Collected data entries:
══════════════════════════════

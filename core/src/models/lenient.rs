use serde::{Deserialize, Deserializer};
use serde_json::Value;

/// Accept `"30"`, `30` or `30.5` for a camera setting and keep it as text.
/// `null` and the empty string read as absent.
pub fn opt_string<'de, D>(deserializer: D) -> Result<Option<String>, D::Error>
where
    D: Deserializer<'de>,
{
    let value = Option::<Value>::deserialize(deserializer)?;
    Ok(match value {
        Some(Value::String(s)) if s.trim().is_empty() => None,
        Some(Value::String(s)) => Some(s.trim().to_string()),
        Some(Value::Number(n)) => Some(n.to_string()),
        Some(Value::Bool(b)) => Some(if b { "1" } else { "0" }.to_string()),
        _ => None,
    })
}

/// Accept `10` or `"10"` for a frame count.
pub fn opt_u32<'de, D>(deserializer: D) -> Result<Option<u32>, D::Error>
where
    D: Deserializer<'de>,
{
    let value = Option::<Value>::deserialize(deserializer)?;
    match value {
        Some(Value::Number(n)) => n
            .as_u64()
            .and_then(|n| u32::try_from(n).ok())
            .map(Some)
            .ok_or_else(|| serde::de::Error::custom(format!("invalid count {n}"))),
        Some(Value::String(s)) if s.trim().is_empty() => Ok(None),
        Some(Value::String(s)) => s
            .trim()
            .parse::<u32>()
            .map(Some)
            .map_err(|_| serde::de::Error::custom(format!("invalid count '{s}'"))),
        _ => Ok(None),
    }
}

══════════════════════════════

▶ _Instructions for the task_
Return the lines above exactly, keeping every word.

▶ _Exercise response_
filename core/src/models/lenient.rs
use serde::{Deserialize, Deserializer};
use serde_json::Value;

/// Accept `"30"`, `30` or `30.5` for a camera setting and keep it as text.
/// `null` and the empty string read as absent.
pub fn opt_string<'de, D>(deserializer: D) -> Result<Option<String>, D::Error>
where
    D: Deserializer<'de>,
{
    let value = Option::<Value>::deserialize(deserializer)?;
    Ok(match value {
        Some(Value::String(s)) if s.trim().is_empty() => None,
        Some(Value::String(s)) => Some(s.trim().to_string()),
        Some(Value::Number(n)) => Some(n.to_string()),
        Some(Value::Bool(b)) => Some(if b { "1" } else { "0" }.to_string()),
        _ => None,
    })
}

/// Accept `10` or `"10"` for a frame count.
pub fn opt_u32<'de, D>(deserializer: D) -> Result<Option<u32>, D::Error>
where
    D: Deserializer<'de>,
{
    let value = Option::<Value>::deserialize(deserializer)?;
    match value {
        Some(Value::Number(n)) => n
            .as_u64()
            .and_then(|n| u32::try_from(n).ok())
            .map(Some)
            .ok_or_else(|| serde::de::Error::custom(format!("invalid count {n}"))),
        Some(Value::String(s)) if s.trim().is_empty() => Ok(None),
        Some(Value::String(s)) => s
            .trim()
            .parse::<u32>()
            .map(Some)
            .map_err(|_| serde::de::Error::custom(format!("invalid count '{s}'"))),
        _ => Ok(None),
    }
}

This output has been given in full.